Mason mounts his defence against detractors: Richard Buxton
England man shrugs off jibes about being teacher's pet under Lampard by becoming Tuchel's midfield star
Mason Mount wears arguably the ultimate footballing insult as a badge of honour.
Where most would shy away from the tag of teacher's pet, he actively embraces it.
Accusations of being in the manager's good books at Stamford Bridge no longer carry the same stigma with Thomas Tuchel that they previously did under Frank Lampard.
The German is an entirely different animal to the one he replaced in the Blues' hot seat over two months ago and Mount is the burden of proof following their 2-0 win over Porto in yesterday morning's (Singapore time) Champions League quarter-final, first leg.
Lampard's nurture had enabled the creative midfielder to gain the experience necessary to carve out a top-flight career with his boyhood club but it also carried drawbacks.
Being so heavily aligned to a man whose playing career he openly sought to emulate meant that Mount was unfairly judged on that kinship, instead of his natural abilities.
In Seville's Estadio Ramon Sanchez Pizjuan, the 22-year-old put further distance between himself and Lampard with an opening goal which a healthy number of the Chelsea legend's illustrious former teammates would have been proud to claim as their own.
After receiving Jorginho's bewitching through-pass, Mount produced a 180-degree pivot which sent Zaidu Sanusi into another postcode before coolly firing home to become the club's youngest-ever scorer in the knockout stage of Europe's elite club competition.
Unlocking a stubborn Porto defence that had succeeded in dumping out Juventus in the Round of 16 is no mean feat, nor is his standing within a Blues squad so laden with cash that it had led to pre-match allegations of lacking genuine substance.
Pepe tried to demean the largesse of his side's last-eight opponents, claiming they were worth an estimated £700 million (S$1.29 billion), by insisting that "money doesn't play".
Clearly the well-documented travails of Timo Werner and Kai Havertz had misled the one-time Real Madrid defender as he failed to acknowledge their homegrown tormentor.
Mount doesn't just play; he excels both in possession and without it.
His status as Chelsea's leading scorer since Tuchel's arrival speaks for itself, or at least it should.
Whenever Lampard singled out the England international for special praise, it provoked predictable sneers that he was only in the starting line-up by virtue of working with his superior for well over two years, at the Bridge and on loan with Derby County before that.
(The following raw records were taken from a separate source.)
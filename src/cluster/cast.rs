//! CAST: Cluster Affinity Search Technique.
//!
//! # The Algorithm (Ben-Dor, Shamir & Yakhini, 1999)
//!
//! CAST grows one cluster at a time around an affinity threshold `t`:
//!
//! 1. Open an empty cluster `C`. Every unassigned item starts at affinity 0.
//! 2. **Add**: while the unassigned item with the highest affinity satisfies
//!    `a(x) >= t × |C|`, move it into `C`.
//! 3. **Remove**: while the member with the lowest affinity satisfies
//!    `a(x) < t × |C|`, move it back out.
//! 4. Repeat 2–3 until a full pass changes nothing, then close `C`.
//!
//! The affinity `a(x)` of an item is the sum of its similarities to all
//! current members of `C`. For a member this includes its own similarity
//! `sim(x, x)`, added when it enters and taken back when it leaves. Since
//! `t × 0 = 0`, the first item of every cluster is always admitted, and a lone
//! member is never evicted.
//!
//! ## Tie-Breaking
//!
//! Among equal extremal affinities the item met first in container order wins.
//! Items moved back out of `C` go to the end of the unassigned list.
//!
//! ## Complexity
//!
//! - **Time**: O(n²) measure lookups per cluster in the worst case.
//! - **Space**: O(n).
//!
//! ## References
//!
//! Ben-Dor, Shamir, Yakhini (1999). "Clustering gene expression patterns."
//! Journal of Computational Biology 6(3-4), 281–297.

use super::traits::ClusterAlgorithm;
use crate::error::{Error, Result};
use crate::measure::PairwiseMeasure;
use crate::partition::{Index, Partition};

/// An item during a CAST run: its index and running affinity to the open cluster.
#[derive(Debug, Clone, Copy, PartialEq)]
struct CastItem {
    index: Index,
    affinity: f64,
}

/// CAST clustering over a similarity measure.
#[derive(Debug, Clone)]
pub struct Cast<S> {
    similarity: S,
    /// Affinity threshold `t`.
    threshold: f64,
    /// Safety cap on add/remove passes per cluster.
    max_passes: usize,
}

impl<S: PairwiseMeasure> Cast<S> {
    /// Create a CAST clusterer.
    ///
    /// `threshold` is the mean similarity an item must keep with the other
    /// members of its cluster. It must be finite and non-negative.
    pub fn new(similarity: S, threshold: f64) -> Result<Self> {
        if !threshold.is_finite() || threshold < 0.0 {
            return Err(Error::InvalidParameter {
                name: "threshold",
                message: format!("must be finite and non-negative, got {threshold}"),
            });
        }
        Ok(Self {
            similarity,
            threshold,
            max_passes: 1000,
        })
    }

    /// Set the cap on add/remove passes per cluster.
    pub fn with_max_passes(mut self, max_passes: usize) -> Self {
        self.max_passes = max_passes.max(1);
        self
    }

    /// Affinity threshold.
    pub fn threshold(&self) -> f64 {
        self.threshold
    }

    /// Bound similarity.
    pub fn similarity(&self) -> &S {
        &self.similarity
    }

    /// Move `source[pos]` into `target`, then shift every affinity in both
    /// sets, the moved item's own included, by `sign × sim(item, moved)`.
    fn transfer(
        &mut self,
        source: &mut Vec<CastItem>,
        target: &mut Vec<CastItem>,
        pos: usize,
        sign: f64,
    ) {
        let moved = source.remove(pos);
        target.push(moved);
        for item in source.iter_mut().chain(target.iter_mut()) {
            item.affinity += sign * self.similarity.compute(item.index, moved.index);
        }
    }

    /// Grow one cluster out of `unassigned`.
    fn grow_cluster(&mut self, unassigned: &mut Vec<CastItem>) -> Vec<CastItem> {
        let t = self.threshold;
        let mut open: Vec<CastItem> = Vec::new();
        for item in unassigned.iter_mut() {
            item.affinity = 0.0;
        }

        let mut passes = 0;
        let mut changed = true;
        while changed {
            changed = false;
            passes += 1;
            if passes > self.max_passes {
                log::warn!(
                    "CAST: cluster did not stabilize after {} passes, closing it with {} members",
                    self.max_passes,
                    open.len()
                );
                break;
            }

            while let Some(best) = extremum(unassigned, |a, b| a > b) {
                if unassigned[best].affinity >= t * open.len() as f64 {
                    self.transfer(unassigned, &mut open, best, 1.0);
                    changed = true;
                } else {
                    break;
                }
            }

            while open.len() > 1 {
                let Some(worst) = extremum(&open, |a, b| a < b) else {
                    break;
                };
                if open[worst].affinity < t * open.len() as f64 {
                    self.transfer(&mut open, unassigned, worst, -1.0);
                    changed = true;
                } else {
                    break;
                }
            }
        }
        open
    }
}

/// Position of the first item whose affinity beats every other under `better`.
fn extremum(items: &[CastItem], better: impl Fn(f64, f64) -> bool) -> Option<usize> {
    if items.is_empty() {
        return None;
    }
    let mut best = 0;
    for (pos, item) in items.iter().enumerate().skip(1) {
        if better(item.affinity, items[best].affinity) {
            best = pos;
        }
    }
    Some(best)
}

impl<S: PairwiseMeasure> ClusterAlgorithm for Cast<S> {
    type Measure = S;

    fn run(&mut self) -> Partition {
        let n = self.similarity.len();
        log::debug!("{}: clustering {n} items", self.name());

        let mut unassigned: Vec<CastItem> = (0..n)
            .map(|index| CastItem {
                index,
                affinity: 0.0,
            })
            .collect();
        let mut partition = Partition::new();
        let mut next_label = 0;

        while !unassigned.is_empty() {
            let cluster = self.grow_cluster(&mut unassigned);
            debug_assert!(!cluster.is_empty(), "CAST closed an empty cluster");
            log::trace!("CAST: cluster {next_label} closed with {} items", cluster.len());
            for item in &cluster {
                partition.set_label(item.index, next_label);
            }
            next_label += 1;
        }

        log::debug!("{}: {} clusters", self.name(), partition.n_clusters());
        partition
    }

    fn name(&self) -> String {
        format!("CAST_{:.3}", self.threshold)
    }

    fn invalidate(&mut self) {
        self.similarity.invalidate();
    }

    fn set_measure(&mut self, measure: S) -> S {
        std::mem::replace(&mut self.similarity, measure)
    }
}
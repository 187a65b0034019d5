//! Node-to-community assignment over a [`WeightedGraph`].
//!
//! Per community the network keeps two aggregates, updated in O(1) on every
//! node move:
//!
//! - `in_weight`: internal weight, each internal edge counted twice, plus the
//!   members' self-loops;
//! - `total_linked_weight`: sum of the members' weighted degrees.
//!
//! ```text
//! Q = Σ_c [ in_c / 2W - (tot_c / 2W)² ]
//! ```

use super::graph::WeightedGraph;
use crate::partition::Partition;
use std::collections::BTreeMap;

/// Community structure of one contraction level.
#[derive(Debug, Clone)]
pub struct Network {
    graph: WeightedGraph,
    community_of: Vec<usize>,
    member_counts: Vec<usize>,
    in_weights: Vec<f64>,
    total_weights: Vec<f64>,
}

impl Network {
    /// One singleton community per node, community id = node id.
    pub fn new(graph: WeightedGraph) -> Self {
        let n = graph.node_count();
        let in_weights = (0..n).map(|i| graph.self_loop(i)).collect();
        let total_weights = (0..n).map(|i| graph.linked_weight(i)).collect();
        Self {
            graph,
            community_of: (0..n).collect(),
            member_counts: vec![1; n],
            in_weights,
            total_weights,
        }
    }

    /// Swap in a new graph and reset to singleton communities.
    pub fn set_graph(&mut self, graph: WeightedGraph) {
        *self = Self::new(graph);
    }

    /// Underlying graph.
    pub fn graph(&self) -> &WeightedGraph {
        &self.graph
    }

    /// Number of nodes.
    pub fn node_count(&self) -> usize {
        self.graph.node_count()
    }

    /// `W` of the underlying graph.
    pub fn total_weight(&self) -> f64 {
        self.graph.total_weight()
    }

    /// Community of `node`.
    pub fn community(&self, node: usize) -> usize {
        self.community_of[node]
    }

    /// Non-empty communities, ascending.
    pub fn communities(&self) -> impl Iterator<Item = usize> + '_ {
        self.member_counts
            .iter()
            .enumerate()
            .filter(|&(_, &count)| count > 0)
            .map(|(c, _)| c)
    }

    /// Number of non-empty communities.
    pub fn n_communities(&self) -> usize {
        self.member_counts.iter().filter(|&&c| c > 0).count()
    }

    /// Nodes of community `comm`, ascending.
    pub fn members_of(&self, comm: usize) -> Vec<usize> {
        self.community_of
            .iter()
            .enumerate()
            .filter(|&(_, &c)| c == comm)
            .map(|(node, _)| node)
            .collect()
    }

    /// Internal weight of `comm`.
    pub fn in_weight(&self, comm: usize) -> f64 {
        self.in_weights[comm]
    }

    /// Summed degree of the members of `comm`.
    pub fn total_linked_weight(&self, comm: usize) -> f64 {
        self.total_weights[comm]
    }

    /// Weight between `node` and the members of `comm`, self-loop excluded.
    pub fn shared_weight(&self, node: usize, comm: usize) -> f64 {
        self.graph
            .neighbors(node)
            .iter()
            .filter(|&&(other, _)| self.community_of[other] == comm)
            .map(|&(_, w)| w)
            .sum()
    }

    /// Distinct communities adjacent to `node`, in neighbor order.
    pub fn neighbor_communities(&self, node: usize) -> Vec<usize> {
        let mut seen: Vec<usize> = Vec::new();
        for &(other, _) in self.graph.neighbors(node) {
            let c = self.community_of[other];
            if !seen.contains(&c) {
                seen.push(c);
            }
        }
        seen
    }

    /// Modularity lost by taking `node` out of its community, given the
    /// weight it shares with that community.
    pub fn modularity_loss(&self, node: usize, own_shared: f64) -> f64 {
        let w = self.total_weight();
        let k = self.graph.linked_weight(node);
        let tot = self.total_weights[self.community_of[node]];
        (-own_shared + (tot - k) * k / (2.0 * w)) / w
    }

    /// Modularity gained by inserting `node` into `comm`, given the weight it
    /// shares with that community. Zero for the node's own community.
    pub fn modularity_gain(&self, node: usize, comm: usize, shared: f64) -> f64 {
        if self.community_of[node] == comm {
            return 0.0;
        }
        let w = self.total_weight();
        let k = self.graph.linked_weight(node);
        (shared - self.total_weights[comm] * k / (2.0 * w)) / w
    }

    /// Move `node` into `target`, updating both aggregates.
    ///
    /// `old_shared` / `new_shared` are the weights `node` shares with its
    /// current community and with `target`.
    pub fn move_node(&mut self, node: usize, target: usize, old_shared: f64, new_shared: f64) {
        let from = self.community_of[node];
        if from == target {
            return;
        }
        let k = self.graph.linked_weight(node);
        let lp = self.graph.self_loop(node);

        self.member_counts[from] -= 1;
        self.total_weights[from] -= k;
        self.in_weights[from] -= 2.0 * old_shared + lp;

        self.community_of[node] = target;
        self.member_counts[target] += 1;
        self.total_weights[target] += k;
        self.in_weights[target] += 2.0 * new_shared + lp;
    }

    /// Global modularity. `None` when the graph carries no weight.
    pub fn modularity(&self) -> Option<f64> {
        let w = self.total_weight();
        if w <= 0.0 {
            return None;
        }
        let tw2 = 2.0 * w;
        Some(
            self.communities()
                .map(|c| {
                    let share = self.total_weights[c] / tw2;
                    self.in_weights[c] / tw2 - share * share
                })
                .sum(),
        )
    }

    /// Weight of the edges running between communities `a` and `b`, or the
    /// internal weight when `a == b`.
    pub fn inter_community_weight(&self, a: usize, b: usize) -> f64 {
        if a == b {
            return self.in_weight(a);
        }
        self.graph
            .edges()
            .filter(|&(l, r, _)| {
                let (cl, cr) = (self.community_of[l], self.community_of[r]);
                (cl == a && cr == b) || (cl == b && cr == a)
            })
            .map(|(_, _, w)| w)
            .sum()
    }

    /// Current assignment as a partition of the nodes.
    pub fn to_partition(&self) -> Partition {
        Partition::from_labels(&self.community_of)
    }

    /// Collapse every community into one node.
    ///
    /// New node ids follow the order in which communities are first met when
    /// scanning nodes `0..n`. Each new node's self-loop is the community's
    /// internal weight. Returns the contracted graph and the old community →
    /// new node map.
    pub fn contract(&self) -> (WeightedGraph, Vec<Option<usize>>) {
        let n = self.node_count();
        let mut remap: Vec<Option<usize>> = vec![None; n];
        let mut old_of_new: Vec<usize> = Vec::new();
        for &c in &self.community_of {
            if remap[c].is_none() {
                remap[c] = Some(old_of_new.len());
                old_of_new.push(c);
            }
        }

        let mut links: BTreeMap<(usize, usize), f64> = BTreeMap::new();
        for (l, r, w) in self.graph.edges() {
            let (Some(a), Some(b)) = (
                remap[self.community_of[l]],
                remap[self.community_of[r]],
            ) else {
                continue;
            };
            if a != b {
                *links.entry((a.min(b), a.max(b))).or_insert(0.0) += w;
            }
        }
        let self_loops: Vec<f64> = old_of_new.iter().map(|&c| self.in_weights[c]).collect();
        let m = old_of_new.len();
        let graph = WeightedGraph::assemble(
            m,
            links.into_iter().map(|((a, b), w)| (a, b, w)),
            self_loops,
        );
        (graph, remap)
    }
}

#[cfg(test)]
mod tests {
    use super::*;
    use crate::measure::MatrixMeasure;

    fn linked() -> Network {
        let mut m = MatrixMeasure::from_rows(&[
            vec![0.0, 1.0, 2.0, 0.0, 0.0],
            vec![1.0, 0.0, 0.0, 3.0, 0.0],
            vec![2.0, 0.0, 0.0, 3.0, 4.0],
            vec![0.0, 3.0, 3.0, 0.0, 0.0],
            vec![0.0, 0.0, 4.0, 0.0, 0.0],
        ])
        .unwrap();
        Network::new(WeightedGraph::from_measure(&mut m, false))
    }

    #[test]
    fn test_singleton_start() {
        let net = linked();
        assert_eq!(net.n_communities(), 5);
        assert_eq!(net.total_linked_weight(2), 9.0);
        assert_eq!(net.in_weight(2), 0.0);
        let q = net.modularity().unwrap();
        // Σ -(k_i / 26)²
        let expected = -(9.0 + 16.0 + 81.0 + 36.0 + 16.0) / (26.0 * 26.0);
        assert!((q - expected).abs() < 1e-12);
    }

    #[test]
    fn test_move_node_updates_aggregates() {
        let mut net = linked();
        let old = net.shared_weight(4, 4);
        let new = net.shared_weight(4, 2);
        assert_eq!(new, 4.0);
        net.move_node(4, 2, old, new);
        assert_eq!(net.community(4), 2);
        assert_eq!(net.n_communities(), 4);
        assert_eq!(net.in_weight(2), 8.0);
        assert_eq!(net.total_linked_weight(2), 13.0);
        assert_eq!(net.members_of(2), vec![2, 4]);
        assert_eq!(net.inter_community_weight(2, 3), 3.0);
        assert_eq!(net.inter_community_weight(2, 0), 2.0);

        // and back again
        let back_old = net.shared_weight(4, 2);
        net.move_node(4, 4, back_old, 0.0);
        assert_eq!(net.in_weight(2), 0.0);
        assert_eq!(net.total_linked_weight(2), 9.0);
    }

    #[test]
    fn test_gain_minus_loss_is_modularity_delta() {
        let mut net = linked();
        let before = net.modularity().unwrap();
        let own = net.shared_weight(4, 4);
        let shared = net.shared_weight(4, 2);
        let delta = net.modularity_gain(4, 2, shared) + net.modularity_loss(4, own);
        net.move_node(4, 2, own, shared);
        let after = net.modularity().unwrap();
        assert!((after - before - delta).abs() < 1e-12);
    }

    #[test]
    fn test_zero_graph_has_no_modularity() {
        let net = Network::new(WeightedGraph::from_measure(&mut MatrixMeasure::zeros(5), false));
        assert_eq!(net.modularity(), None);
        assert!(net.neighbor_communities(0).is_empty());
    }

    #[test]
    fn test_contract_preserves_modularity() {
        let mut net = linked();
        for (node, target) in [(4, 2), (1, 0), (3, 0)] {
            let old = net.shared_weight(node, net.community(node));
            let new = net.shared_weight(node, target);
            net.move_node(node, target, old, new);
        }
        let q = net.modularity().unwrap();
        let (graph, remap) = net.contract();
        assert_eq!(graph.node_count(), 2);
        assert_eq!(remap[0], Some(0));
        assert_eq!(remap[2], Some(1));
        assert_eq!(graph.total_weight(), 13.0);
        let contracted = Network::new(graph);
        assert!((contracted.modularity().unwrap() - q).abs() < 1e-12);
    }
}
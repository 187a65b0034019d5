//! Information-theoretic comparison of two partitions.
//!
//! Used to score a clustering against a reference one.
//!
//! # Metrics Overview
//!
//! | Metric | Range | Best | Properties |
//! |--------|-------|------|------------|
//! | [`mutual_information`] | [0, ln k] | - | Raw shared information (nats) |
//! | [`normalized_mutual_information`] | [0, 1] | 1 | `2I / (H(A) + H(B))` |
//! | [`adjusted_mutual_information`] | ≤ 1 | 1 | Corrected for chance |
//!
//! AMI subtracts the mutual information two random partitions with the same
//! cluster sizes would share on average ([`expected_mutual_information`]):
//!
//! ```text
//! AMI(A, B) = (I(A; B) - E[I]) / (max(H(A), H(B)) - E[I])
//! ```
//!
//! # Example
//!
//! ```rust
//! use lvclust::metrics::{adjusted_mutual_information, contingency};
//! use lvclust::Partition;
//!
//! let a = Partition::from_labels(&[0, 0, 0, 0, 0, 0, 1, 1, 1, 1, 1, 1, 2, 2, 2, 2, 2]);
//! let b = Partition::from_labels(&[0, 0, 0, 0, 1, 0, 1, 1, 1, 1, 2, 0, 2, 2, 2, 1, 1]);
//!
//! let table = contingency(&a, &b).unwrap();
//! assert_eq!(table, vec![vec![5, 1, 0], vec![1, 4, 1], vec![0, 2, 3]]);
//!
//! let ami = adjusted_mutual_information(&a, &b).unwrap();
//! assert!((ami - 0.2750).abs() < 1e-4);
//! ```
//!
//! # References
//!
//! - Vinh, Epps, Bailey (2010). "Information theoretic measures for clusterings
//!   comparison: variants, properties, normalization and correction for chance."
//!   JMLR 11, 2837–2854.

use crate::error::{Error, Result};
use crate::partition::{Label, Partition};
use statrs::function::gamma::ln_gamma;
use std::collections::BTreeMap;

/// Contingency table between two partitions of the same items.
///
/// Row `i` is the `i`-th label of `a` in ascending order, column `j` the
/// `j`-th label of `b`; cell `(i, j)` counts the items carrying both.
///
/// # Errors
///
/// `EmptyInput` when `a` is empty, `DimensionMismatch` when the partitions
/// cover a different number of items, `UnknownLabel` when an item of `a` has
/// no label in `b`.
pub fn contingency(a: &Partition, b: &Partition) -> Result<Vec<Vec<usize>>> {
    if a.is_empty() {
        return Err(Error::EmptyInput);
    }
    if a.n_items() != b.n_items() {
        return Err(Error::DimensionMismatch {
            expected: a.n_items(),
            found: b.n_items(),
        });
    }
    let rows = dense_labels(a);
    let cols = dense_labels(b);
    let mut table = vec![vec![0usize; cols.len()]; rows.len()];
    for (item, la) in a.iter() {
        let lb = b.label(item).ok_or(Error::UnknownLabel { index: item })?;
        table[rows[&la]][cols[&lb]] += 1;
    }
    Ok(table)
}

fn dense_labels(p: &Partition) -> BTreeMap<Label, usize> {
    p.labels().enumerate().map(|(i, l)| (l, i)).collect()
}

/// Entropy (nats) of a partition's cluster-size distribution.
pub fn entropy(p: &Partition) -> f64 {
    let n = p.n_items();
    if n == 0 {
        return 0.0;
    }
    let sizes: Vec<usize> = p.labels().map(|l| p.cluster_size(l)).collect();
    entropy_of_counts(&sizes, n)
}

fn entropy_of_counts(counts: &[usize], n: usize) -> f64 {
    let n_f = n as f64;
    counts
        .iter()
        .filter(|&&c| c > 0)
        .map(|&c| {
            let p = c as f64 / n_f;
            -p * p.ln()
        })
        .sum()
}

/// Row sums, column sums and grand total of a contingency table.
fn marginals(table: &[Vec<usize>]) -> (Vec<usize>, Vec<usize>, usize) {
    let rows: Vec<usize> = table.iter().map(|r| r.iter().sum()).collect();
    let n_cols = table.iter().map(Vec::len).max().unwrap_or(0);
    let mut cols = vec![0usize; n_cols];
    for row in table {
        for (j, &c) in row.iter().enumerate() {
            cols[j] += c;
        }
    }
    let n = rows.iter().sum();
    (rows, cols, n)
}

fn mutual_information_of_table(table: &[Vec<usize>]) -> f64 {
    let (rows, cols, n) = marginals(table);
    if n == 0 {
        return 0.0;
    }
    let n_f = n as f64;
    let mut mi = 0.0;
    for (i, row) in table.iter().enumerate() {
        for (j, &nij) in row.iter().enumerate() {
            if nij > 0 {
                let nij = nij as f64;
                mi += nij / n_f * (n_f * nij / (rows[i] as f64 * cols[j] as f64)).ln();
            }
        }
    }
    mi.max(0.0)
}

/// Mutual information (nats) between two partitions.
pub fn mutual_information(a: &Partition, b: &Partition) -> Result<f64> {
    Ok(mutual_information_of_table(&contingency(a, b)?))
}

/// `2 I(A; B) / (H(A) + H(B))`, 1 when both partitions are a single cluster.
pub fn normalized_mutual_information(a: &Partition, b: &Partition) -> Result<f64> {
    let mi = mutual_information(a, b)?;
    let denom = entropy(a) + entropy(b);
    if denom > 0.0 {
        Ok(2.0 * mi / denom)
    } else {
        Ok(1.0)
    }
}

/// Expected mutual information of two random partitions whose cluster sizes
/// are the row and column sums of `table` (hypergeometric model).
///
/// ```text
/// E[I] = Σ_i Σ_j Σ_{n_ij} (n_ij / N) ln(N n_ij / (a_i b_j)) P(n_ij)
/// ```
///
/// with `n_ij` running over `max(1, a_i + b_j - N) ..= min(a_i, b_j)` and
/// `P(n_ij)` evaluated through log-gamma terms.
pub fn expected_mutual_information(table: &[Vec<usize>]) -> f64 {
    let (rows, cols, n) = marginals(table);
    if n == 0 {
        return 0.0;
    }
    let n_f = n as f64;
    let lg = |x: usize| ln_gamma(x as f64 + 1.0);
    let lg_n = lg(n);

    let mut emi = 0.0;
    for &a in &rows {
        for &b in &cols {
            if a == 0 || b == 0 {
                continue;
            }
            let (a_f, b_f) = (a as f64, b as f64);
            let fixed = lg(a) + lg(b) + lg(n - a) + lg(n - b) - lg_n;
            let start = (a + b).saturating_sub(n).max(1);
            for nij in start..=a.min(b) {
                let nij_f = nij as f64;
                let term1 = nij_f / n_f;
                let term2 = (n_f * nij_f / (a_f * b_f)).ln();
                // n - a - b + nij >= 0 by the lower bound on nij
                let gln = fixed - lg(nij) - lg(a - nij) - lg(b - nij) - lg(n + nij - a - b);
                emi += term1 * term2 * gln.exp();
            }
        }
    }
    emi
}

/// [`expected_mutual_information`] of the contingency table of `a` and `b`.
pub fn expected_mutual_information_partitions(a: &Partition, b: &Partition) -> Result<f64> {
    Ok(expected_mutual_information(&contingency(a, b)?))
}

/// Adjusted mutual information between two partitions.
///
/// Returns 0 when the denominator `max(H(A), H(B)) - E[I]` is exactly zero,
/// which happens when both partitions are trivial.
pub fn adjusted_mutual_information(a: &Partition, b: &Partition) -> Result<f64> {
    let table = contingency(a, b)?;
    let mi = mutual_information_of_table(&table);
    let emi = expected_mutual_information(&table);
    let h_max = entropy(a).max(entropy(b));
    let denom = h_max - emi;
    if denom == 0.0 {
        return Ok(0.0);
    }
    Ok((mi - emi) / denom)
}

/// AMI of every candidate against `reference`.
pub fn score_against_reference(candidates: &[Partition], reference: &Partition) -> Result<Vec<f64>> {
    candidates
        .iter()
        .map(|c| adjusted_mutual_information(c, reference))
        .collect()
}

/// 1-based ranks of `values` in ascending order. Equal values keep their
/// input order.
///
/// ```rust
/// use lvclust::metrics::rank;
///
/// assert_eq!(rank(&[0.3, 0.1, 0.3, 0.2]), vec![3, 1, 4, 2]);
/// ```
pub fn rank(values: &[f64]) -> Vec<usize> {
    let mut order: Vec<usize> = (0..values.len()).collect();
    order.sort_by(|&i, &j| values[i].total_cmp(&values[j]));
    let mut ranks = vec![0; values.len()];
    for (r, i) in order.into_iter().enumerate() {
        ranks[i] = r + 1;
    }
    ranks
}
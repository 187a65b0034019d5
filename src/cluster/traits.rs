//! Clustering traits.

use crate::measure::PairwiseMeasure;
use crate::partition::Partition;

/// Trait for clustering algorithms driven by a pairwise measure.
pub trait ClusterAlgorithm {
    /// Measure the algorithm is bound to.
    type Measure: PairwiseMeasure;

    /// Cluster items `0..measure.len()`.
    ///
    /// Returns a partition covering every item.
    fn run(&mut self) -> Partition;

    /// Human-readable name including parameters, e.g. `CAST_0.600`.
    fn name(&self) -> String;

    /// Drop memoized measure state. Propagates to the measure provider.
    fn invalidate(&mut self);

    /// Rebind to a freshly built measure, returning the previous one.
    fn set_measure(&mut self, measure: Self::Measure) -> Self::Measure;
}
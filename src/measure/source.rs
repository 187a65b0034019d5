//! Where entropies come from.
//!
//! The clustering engine does not own the statistical variables. A
//! [`VariableSource`] answers marginal and joint entropy queries by global
//! variable id; the provider maps local item indices onto those ids.

use crate::error::{Error, Result};
use ndarray::{Array2, ArrayView1};
use std::collections::BTreeMap;

/// Entropy oracle over a population of variables, addressed by global id.
pub trait VariableSource {
    /// Number of variables (valid ids are `0..n_variables()`).
    fn n_variables(&self) -> usize;

    /// Shannon entropy (nats) of one variable.
    fn entropy(&self, var: usize) -> f64;

    /// Joint Shannon entropy (nats) of two variables.
    fn joint_entropy(&self, a: usize, b: usize) -> f64;
}

impl<V: VariableSource + ?Sized> VariableSource for &V {
    fn n_variables(&self) -> usize {
        (**self).n_variables()
    }

    fn entropy(&self, var: usize) -> f64 {
        (**self).entropy(var)
    }

    fn joint_entropy(&self, a: usize, b: usize) -> f64 {
        (**self).joint_entropy(a, b)
    }
}

/// Empirical entropies over discrete observations.
///
/// Rows are variables, columns are observations (individuals). An optional
/// missing-value code is skipped: marginals use every observed value,
/// joints only the observations where both variables are present.
#[derive(Debug, Clone)]
pub struct EmpiricalSource {
    data: Array2<u8>,
    missing: Option<u8>,
}

impl EmpiricalSource {
    /// Wrap a `variables × observations` matrix.
    pub fn new(data: Array2<u8>) -> Self {
        Self {
            data,
            missing: None,
        }
    }

    /// Build from one row per variable. Rows must share a length.
    pub fn from_rows(rows: &[Vec<u8>]) -> Result<Self> {
        let n_obs = rows.first().map_or(0, Vec::len);
        let mut flat = Vec::with_capacity(rows.len() * n_obs);
        for row in rows {
            if row.len() != n_obs {
                return Err(Error::DimensionMismatch {
                    expected: n_obs,
                    found: row.len(),
                });
            }
            flat.extend_from_slice(row);
        }
        let data = Array2::from_shape_vec((rows.len(), n_obs), flat).map_err(|e| {
            Error::InvalidParameter {
                name: "rows",
                message: e.to_string(),
            }
        })?;
        Ok(Self::new(data))
    }

    /// Treat `code` as a missing observation.
    pub fn with_missing(mut self, code: u8) -> Self {
        self.missing = Some(code);
        self
    }

    /// Number of observations per variable.
    pub fn n_observations(&self) -> usize {
        self.data.ncols()
    }

    /// Observations of one variable.
    pub fn row(&self, var: usize) -> ArrayView1<'_, u8> {
        self.data.row(var)
    }

    fn present(&self, v: u8) -> bool {
        self.missing != Some(v)
    }
}

/// `ln(n) - (1/n) Σ c ln c`, the plug-in entropy of a count table.
///
/// Counts are summed in iteration order, so callers pass them in a fixed order.
fn entropy_from_counts<I: IntoIterator<Item = usize>>(counts: I, total: usize) -> f64 {
    if total == 0 {
        return 0.0;
    }
    let n = total as f64;
    let sum_c_log_c: f64 = counts
        .into_iter()
        .filter(|&c| c > 0)
        .map(|c| {
            let c = c as f64;
            c * c.ln()
        })
        .sum();
    n.ln() - sum_c_log_c / n
}

impl VariableSource for EmpiricalSource {
    fn n_variables(&self) -> usize {
        self.data.nrows()
    }

    fn entropy(&self, var: usize) -> f64 {
        let mut counts = [0usize; 256];
        let mut total = 0;
        for &v in self.data.row(var) {
            if self.present(v) {
                counts[v as usize] += 1;
                total += 1;
            }
        }
        entropy_from_counts(counts, total)
    }

    fn joint_entropy(&self, a: usize, b: usize) -> f64 {
        let mut counts: BTreeMap<(u8, u8), usize> = BTreeMap::new();
        let mut total = 0;
        for (&x, &y) in self.data.row(a).iter().zip(self.data.row(b).iter()) {
            if self.present(x) && self.present(y) {
                *counts.entry((x, y)).or_insert(0) += 1;
                total += 1;
            }
        }
        entropy_from_counts(counts.into_values(), total)
    }
}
Tuchel's first act in west London, similarly, fuelled a premature narrative around Mount.
Losing his starting role for the ex-Paris Saint-Germain coach's bow, on the back of 10 successive appearances in all competitions, gave rise to suggestions that those who had once found favour were on the verge of becoming fast-tracked to the scrap heap.
DECISIVE GOALS
Yet, the truth is that Tuchel was readying Mount for a spell which has left many of his dissenters eating their words through decisive goals both in the English Premier League and now Europe.
His willingness to give Lampard's former protege an increased level of responsibility is not borne of lip service but rather a belief in elevating his game to newfound levels, including occupying the role of an auxiliary striker masterfully in Spain's frying pan.
Mount represents not only a player reborn but also the changing face of Chelsea.
They, as much as him, are finally free from the shadow of Tuchel's predecessor.